Work instruction:
Go over the data and keep only the lines that include "view".
Content starts
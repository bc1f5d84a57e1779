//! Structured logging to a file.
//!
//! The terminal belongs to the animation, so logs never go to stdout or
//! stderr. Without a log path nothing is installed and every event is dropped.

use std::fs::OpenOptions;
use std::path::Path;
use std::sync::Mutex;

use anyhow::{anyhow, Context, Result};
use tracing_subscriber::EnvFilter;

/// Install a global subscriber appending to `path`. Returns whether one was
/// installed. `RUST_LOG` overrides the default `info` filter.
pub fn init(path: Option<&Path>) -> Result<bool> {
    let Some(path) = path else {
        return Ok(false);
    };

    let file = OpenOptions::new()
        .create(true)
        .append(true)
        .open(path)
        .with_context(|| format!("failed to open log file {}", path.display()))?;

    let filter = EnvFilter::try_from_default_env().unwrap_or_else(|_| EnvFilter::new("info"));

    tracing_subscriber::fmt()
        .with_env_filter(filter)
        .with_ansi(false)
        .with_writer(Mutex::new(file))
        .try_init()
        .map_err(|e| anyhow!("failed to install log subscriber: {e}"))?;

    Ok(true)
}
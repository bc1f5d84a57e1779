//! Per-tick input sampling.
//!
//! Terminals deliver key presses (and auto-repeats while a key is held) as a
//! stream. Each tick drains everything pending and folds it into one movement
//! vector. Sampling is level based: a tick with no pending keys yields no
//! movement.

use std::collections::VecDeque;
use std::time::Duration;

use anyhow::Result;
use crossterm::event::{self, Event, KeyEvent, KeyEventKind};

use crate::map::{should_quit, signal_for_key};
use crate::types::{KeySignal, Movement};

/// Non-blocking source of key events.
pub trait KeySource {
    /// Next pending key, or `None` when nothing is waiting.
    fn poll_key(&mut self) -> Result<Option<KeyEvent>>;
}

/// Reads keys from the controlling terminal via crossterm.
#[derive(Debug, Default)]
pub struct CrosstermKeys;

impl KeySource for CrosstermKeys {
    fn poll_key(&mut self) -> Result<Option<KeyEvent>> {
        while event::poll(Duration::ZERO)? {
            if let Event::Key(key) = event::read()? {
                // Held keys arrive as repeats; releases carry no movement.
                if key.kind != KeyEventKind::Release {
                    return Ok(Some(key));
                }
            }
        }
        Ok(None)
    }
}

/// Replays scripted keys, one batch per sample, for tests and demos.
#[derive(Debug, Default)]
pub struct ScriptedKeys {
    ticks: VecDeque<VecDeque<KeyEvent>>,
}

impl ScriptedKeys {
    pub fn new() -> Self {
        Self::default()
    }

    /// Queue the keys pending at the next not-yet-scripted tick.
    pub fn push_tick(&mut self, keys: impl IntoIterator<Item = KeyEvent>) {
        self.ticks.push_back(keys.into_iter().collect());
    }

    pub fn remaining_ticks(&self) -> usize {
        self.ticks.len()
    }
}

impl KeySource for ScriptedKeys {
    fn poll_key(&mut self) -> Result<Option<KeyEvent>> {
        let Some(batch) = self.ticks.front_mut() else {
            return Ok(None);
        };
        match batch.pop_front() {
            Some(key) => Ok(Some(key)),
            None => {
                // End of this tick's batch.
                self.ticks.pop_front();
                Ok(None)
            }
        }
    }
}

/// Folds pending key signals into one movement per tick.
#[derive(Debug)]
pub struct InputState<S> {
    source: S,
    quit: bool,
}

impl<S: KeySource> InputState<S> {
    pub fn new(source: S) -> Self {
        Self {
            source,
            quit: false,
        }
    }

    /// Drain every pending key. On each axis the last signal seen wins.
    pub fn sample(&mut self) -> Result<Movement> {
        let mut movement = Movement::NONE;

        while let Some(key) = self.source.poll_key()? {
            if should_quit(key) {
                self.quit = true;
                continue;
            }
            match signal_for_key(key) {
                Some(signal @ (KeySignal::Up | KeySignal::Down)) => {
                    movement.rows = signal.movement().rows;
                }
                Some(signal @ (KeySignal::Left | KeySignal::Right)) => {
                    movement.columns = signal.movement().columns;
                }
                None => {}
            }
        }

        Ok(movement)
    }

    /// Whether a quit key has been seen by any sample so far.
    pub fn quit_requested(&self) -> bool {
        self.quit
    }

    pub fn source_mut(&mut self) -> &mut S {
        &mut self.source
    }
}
Content ends
Content starts
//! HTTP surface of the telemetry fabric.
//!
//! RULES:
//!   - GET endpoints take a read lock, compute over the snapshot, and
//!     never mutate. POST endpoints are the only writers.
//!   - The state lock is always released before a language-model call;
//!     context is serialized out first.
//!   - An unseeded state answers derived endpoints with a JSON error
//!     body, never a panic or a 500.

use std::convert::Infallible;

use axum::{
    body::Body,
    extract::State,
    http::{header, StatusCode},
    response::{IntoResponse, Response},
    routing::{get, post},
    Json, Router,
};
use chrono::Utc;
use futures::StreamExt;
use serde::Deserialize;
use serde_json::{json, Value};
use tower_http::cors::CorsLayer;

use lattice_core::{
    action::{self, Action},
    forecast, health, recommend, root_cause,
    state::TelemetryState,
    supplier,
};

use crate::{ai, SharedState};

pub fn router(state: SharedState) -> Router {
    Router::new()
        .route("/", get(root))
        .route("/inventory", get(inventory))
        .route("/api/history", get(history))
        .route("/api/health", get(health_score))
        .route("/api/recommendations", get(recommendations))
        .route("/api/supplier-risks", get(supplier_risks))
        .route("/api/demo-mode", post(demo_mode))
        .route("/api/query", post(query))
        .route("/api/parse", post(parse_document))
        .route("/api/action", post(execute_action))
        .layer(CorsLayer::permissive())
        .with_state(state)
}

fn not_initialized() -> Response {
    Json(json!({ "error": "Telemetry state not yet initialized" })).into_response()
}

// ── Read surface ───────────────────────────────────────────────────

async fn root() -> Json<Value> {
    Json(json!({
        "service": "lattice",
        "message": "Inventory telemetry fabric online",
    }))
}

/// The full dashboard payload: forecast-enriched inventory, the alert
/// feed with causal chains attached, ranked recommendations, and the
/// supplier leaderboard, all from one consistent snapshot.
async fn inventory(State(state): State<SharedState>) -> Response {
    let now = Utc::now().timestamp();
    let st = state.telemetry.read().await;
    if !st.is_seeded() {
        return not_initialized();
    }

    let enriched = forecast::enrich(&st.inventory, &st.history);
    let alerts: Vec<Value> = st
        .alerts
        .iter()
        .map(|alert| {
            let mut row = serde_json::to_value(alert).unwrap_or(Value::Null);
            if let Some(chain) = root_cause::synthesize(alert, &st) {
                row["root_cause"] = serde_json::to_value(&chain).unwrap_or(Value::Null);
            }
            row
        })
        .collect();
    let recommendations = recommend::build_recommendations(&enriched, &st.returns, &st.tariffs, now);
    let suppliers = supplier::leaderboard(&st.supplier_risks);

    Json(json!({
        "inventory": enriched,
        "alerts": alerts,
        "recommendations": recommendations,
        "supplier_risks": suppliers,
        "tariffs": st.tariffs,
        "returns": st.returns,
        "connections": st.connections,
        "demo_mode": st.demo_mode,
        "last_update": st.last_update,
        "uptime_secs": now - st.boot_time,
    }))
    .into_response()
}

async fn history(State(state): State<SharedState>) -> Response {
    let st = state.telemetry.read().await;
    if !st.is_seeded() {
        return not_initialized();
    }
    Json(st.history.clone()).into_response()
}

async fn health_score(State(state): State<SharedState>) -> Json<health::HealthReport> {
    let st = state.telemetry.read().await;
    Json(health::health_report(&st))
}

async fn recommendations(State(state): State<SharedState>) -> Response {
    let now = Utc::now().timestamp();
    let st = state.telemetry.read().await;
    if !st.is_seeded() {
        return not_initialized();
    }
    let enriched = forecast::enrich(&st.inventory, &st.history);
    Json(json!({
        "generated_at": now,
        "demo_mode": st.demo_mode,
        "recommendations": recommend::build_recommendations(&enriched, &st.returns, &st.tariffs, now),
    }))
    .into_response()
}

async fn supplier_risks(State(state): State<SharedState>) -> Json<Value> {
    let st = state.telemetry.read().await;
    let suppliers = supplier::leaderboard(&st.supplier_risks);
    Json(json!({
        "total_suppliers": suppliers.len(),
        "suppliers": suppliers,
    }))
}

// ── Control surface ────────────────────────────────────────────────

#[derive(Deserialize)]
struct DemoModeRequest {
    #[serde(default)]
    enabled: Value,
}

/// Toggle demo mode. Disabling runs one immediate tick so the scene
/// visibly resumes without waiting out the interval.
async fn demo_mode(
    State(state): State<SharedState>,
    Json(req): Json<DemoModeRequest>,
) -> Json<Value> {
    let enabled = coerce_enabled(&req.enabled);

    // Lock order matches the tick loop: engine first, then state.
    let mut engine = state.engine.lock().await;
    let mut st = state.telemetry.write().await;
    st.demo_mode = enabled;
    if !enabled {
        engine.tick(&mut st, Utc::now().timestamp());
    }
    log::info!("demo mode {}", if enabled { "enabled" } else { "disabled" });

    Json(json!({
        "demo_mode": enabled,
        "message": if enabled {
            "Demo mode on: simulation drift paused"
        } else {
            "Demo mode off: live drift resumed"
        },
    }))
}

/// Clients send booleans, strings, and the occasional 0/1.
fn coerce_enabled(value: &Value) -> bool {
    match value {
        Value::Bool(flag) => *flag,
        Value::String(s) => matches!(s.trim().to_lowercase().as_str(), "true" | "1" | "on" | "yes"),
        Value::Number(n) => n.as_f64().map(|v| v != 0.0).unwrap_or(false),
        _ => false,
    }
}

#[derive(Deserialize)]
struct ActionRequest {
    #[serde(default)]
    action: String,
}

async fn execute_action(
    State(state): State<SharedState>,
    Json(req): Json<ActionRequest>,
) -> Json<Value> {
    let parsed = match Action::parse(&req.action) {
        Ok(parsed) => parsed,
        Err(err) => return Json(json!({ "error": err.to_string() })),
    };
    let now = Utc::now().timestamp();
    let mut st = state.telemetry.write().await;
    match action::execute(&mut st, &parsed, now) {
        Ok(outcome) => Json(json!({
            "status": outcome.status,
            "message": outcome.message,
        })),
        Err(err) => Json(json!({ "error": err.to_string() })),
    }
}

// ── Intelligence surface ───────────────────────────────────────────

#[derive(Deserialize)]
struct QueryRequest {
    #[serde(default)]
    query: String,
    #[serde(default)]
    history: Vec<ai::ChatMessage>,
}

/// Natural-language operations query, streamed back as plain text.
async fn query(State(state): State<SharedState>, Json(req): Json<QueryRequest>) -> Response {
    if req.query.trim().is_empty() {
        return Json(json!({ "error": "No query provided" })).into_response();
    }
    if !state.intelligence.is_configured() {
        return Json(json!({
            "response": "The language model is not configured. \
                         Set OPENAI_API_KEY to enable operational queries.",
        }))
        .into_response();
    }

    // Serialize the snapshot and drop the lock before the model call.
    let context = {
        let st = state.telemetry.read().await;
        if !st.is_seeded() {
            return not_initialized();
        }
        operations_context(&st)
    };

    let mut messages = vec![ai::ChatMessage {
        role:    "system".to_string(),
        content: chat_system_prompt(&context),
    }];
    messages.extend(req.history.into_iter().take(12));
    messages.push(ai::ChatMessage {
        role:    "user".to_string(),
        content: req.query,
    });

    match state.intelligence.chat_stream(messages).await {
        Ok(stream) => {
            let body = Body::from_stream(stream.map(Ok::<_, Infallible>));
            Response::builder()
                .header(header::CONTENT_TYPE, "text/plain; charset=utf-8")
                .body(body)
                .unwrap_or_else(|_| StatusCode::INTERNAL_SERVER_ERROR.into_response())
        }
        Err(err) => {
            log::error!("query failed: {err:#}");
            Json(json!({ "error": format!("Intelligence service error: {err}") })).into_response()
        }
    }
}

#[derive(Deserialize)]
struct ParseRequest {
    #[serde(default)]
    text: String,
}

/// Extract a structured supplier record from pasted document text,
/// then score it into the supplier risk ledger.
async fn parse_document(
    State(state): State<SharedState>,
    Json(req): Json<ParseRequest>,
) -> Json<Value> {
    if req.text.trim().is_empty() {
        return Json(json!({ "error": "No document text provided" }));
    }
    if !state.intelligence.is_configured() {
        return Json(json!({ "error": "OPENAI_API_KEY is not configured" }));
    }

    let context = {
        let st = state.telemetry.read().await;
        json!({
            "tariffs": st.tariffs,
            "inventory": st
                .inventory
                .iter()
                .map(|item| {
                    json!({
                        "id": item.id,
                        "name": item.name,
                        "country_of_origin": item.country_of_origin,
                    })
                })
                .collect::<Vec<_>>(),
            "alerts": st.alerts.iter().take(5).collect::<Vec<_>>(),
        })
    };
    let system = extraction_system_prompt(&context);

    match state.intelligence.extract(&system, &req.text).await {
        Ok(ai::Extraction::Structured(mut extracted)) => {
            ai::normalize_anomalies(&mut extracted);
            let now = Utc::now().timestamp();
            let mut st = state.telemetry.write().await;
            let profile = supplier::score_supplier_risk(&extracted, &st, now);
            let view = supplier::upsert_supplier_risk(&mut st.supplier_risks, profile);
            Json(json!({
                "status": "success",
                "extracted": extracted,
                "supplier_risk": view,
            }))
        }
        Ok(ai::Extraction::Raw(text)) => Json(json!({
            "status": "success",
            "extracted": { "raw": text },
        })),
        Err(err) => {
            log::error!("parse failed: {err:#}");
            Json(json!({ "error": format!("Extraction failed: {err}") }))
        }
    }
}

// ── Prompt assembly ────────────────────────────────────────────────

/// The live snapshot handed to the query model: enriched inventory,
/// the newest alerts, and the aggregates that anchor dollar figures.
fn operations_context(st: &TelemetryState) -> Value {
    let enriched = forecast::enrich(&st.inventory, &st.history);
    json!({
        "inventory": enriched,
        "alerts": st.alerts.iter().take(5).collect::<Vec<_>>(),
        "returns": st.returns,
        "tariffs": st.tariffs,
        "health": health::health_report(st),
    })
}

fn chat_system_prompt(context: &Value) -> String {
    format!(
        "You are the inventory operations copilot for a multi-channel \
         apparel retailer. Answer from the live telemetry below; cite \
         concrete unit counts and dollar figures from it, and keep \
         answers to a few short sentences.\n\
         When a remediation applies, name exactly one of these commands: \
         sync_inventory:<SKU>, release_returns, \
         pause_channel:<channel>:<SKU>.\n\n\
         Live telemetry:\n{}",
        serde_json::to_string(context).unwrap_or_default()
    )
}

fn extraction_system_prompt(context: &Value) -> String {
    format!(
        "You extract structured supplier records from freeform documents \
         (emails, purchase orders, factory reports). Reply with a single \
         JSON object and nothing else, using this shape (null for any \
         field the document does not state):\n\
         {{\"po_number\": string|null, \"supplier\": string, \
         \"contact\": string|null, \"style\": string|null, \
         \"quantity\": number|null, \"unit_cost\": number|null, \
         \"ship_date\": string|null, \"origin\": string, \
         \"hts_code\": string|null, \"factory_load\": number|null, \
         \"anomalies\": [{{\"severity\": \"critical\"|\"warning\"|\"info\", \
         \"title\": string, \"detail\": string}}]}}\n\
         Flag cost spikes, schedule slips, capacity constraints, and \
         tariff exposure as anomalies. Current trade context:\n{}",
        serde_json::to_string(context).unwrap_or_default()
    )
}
Content ends
Output for this task:
            let view = supplier::upsert_supplier_risk(&mut st.supplier_risks, profile);
                "supplier_risk": view,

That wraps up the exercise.